WHAT IS NEEDED: Would you transcribe the line that holds "pub mod migrations;" and all the lines below it, through the final one, exactly and with nothing else?

DATA SUPPLIED:

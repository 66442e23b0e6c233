//! # oasis-db: Persistence Layer for Oasis POS
//!
//! This crate provides durable storage for the register state and the
//! `RegisterService` aggregate that wires the pure core to it.
//!
//! ## Architecture Position
//! ```text
//! ┌─────────────────────────────────────────────────────────────────────┐
//! │                       Oasis POS Data Flow                           │
//! │                                                                     │
//! │  Front-end action (register a sale, close the register, ...)        │
//! │       │                                                             │
//! │       ▼                                                             │
//! │  ┌───────────────────────────────────────────────────────────────┐  │
//! │  │                    oasis-db (THIS CRATE)                      │  │
//! │  │                                                               │  │
//! │  │  ┌───────────────┐   ┌───────────────┐   ┌────────────────┐   │  │
//! │  │  │     Store     │   │  SliceStore   │   │   Migrations   │   │  │
//! │  │  │   (pool.rs)   │   │  (slices.rs)  │   │   (embedded)   │   │  │
//! │  │  │               │◄──│ load / save   │   │ 001_state_...  │   │  │
//! │  │  │  SqlitePool   │   │ whole slices  │   │                │   │  │
//! │  │  └───────────────┘   └───────▲───────┘   └────────────────┘   │  │
//! │  │                             │                                 │  │
//! │  │                   ┌─────────┴─────────┐                       │  │
//! │  │                   │  RegisterService  │ ◄── owns the core     │  │
//! │  │                   │   (register.rs)   │     aggregates and    │  │
//! │  │                   └───────────────────┘     supplies the clock│  │
//! │  └───────────────────────────────────────────────────────────────┘  │
//! │       │                                                             │
//! │       ▼                                                             │
//! │  SQLite database: state_slices(slice PRIMARY KEY, value, updated_at)│
//! └─────────────────────────────────────────────────────────────────────┘
//! ```
//!
//! ## Module Organization
//!
//! - [`pool`] - Connection pool creation and configuration
//! - [`migrations`] - Embedded database migrations
//! - [`error`] - Storage error types
//! - [`slices`] - The state-slice persistence adapter
//! - [`register`] - The register service (aggregate root)
//!
//! ## Durability Model
//!
//! Persistence is best effort: every mutation saves its slice, but a failed
//! save logs a warning and leaves the in-memory state authoritative for the
//! rest of the session. Nothing in this crate ever fails an operation
//! because storage misbehaved.
//!
//! ## Usage
//!
//! ```rust,ignore
//! use oasis_db::{RegisterService, Store, StoreConfig};
//!
//! let store = Store::new(StoreConfig::new("./oasis.db")).await?;
//! let mut service = RegisterService::load(store.slices()).await;
//!
//! service.open_register().await;
//! let sale = service.register_sale(draft).await?;
//! let summary = service.close_register().await?;
//! ```

// =============================================================================
// Module Declarations
// =============================================================================

pub mod error;
pub mod migrations;
pub mod pool;
pub mod register;
pub mod slices;

// =============================================================================
// Re-exports
// =============================================================================

pub use error::StoreError;
pub use pool::{Store, StoreConfig};
pub use register::RegisterService;
pub use slices::SliceStore;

SOLUTION TO THIS EXERCISE:
pub mod migrations;
pub mod pool;
pub mod register;
pub mod slices;

// =============================================================================
// Re-exports
// =============================================================================

pub use error::StoreError;
pub use pool::{Store, StoreConfig};
pub use register::RegisterService;
pub use slices::SliceStore;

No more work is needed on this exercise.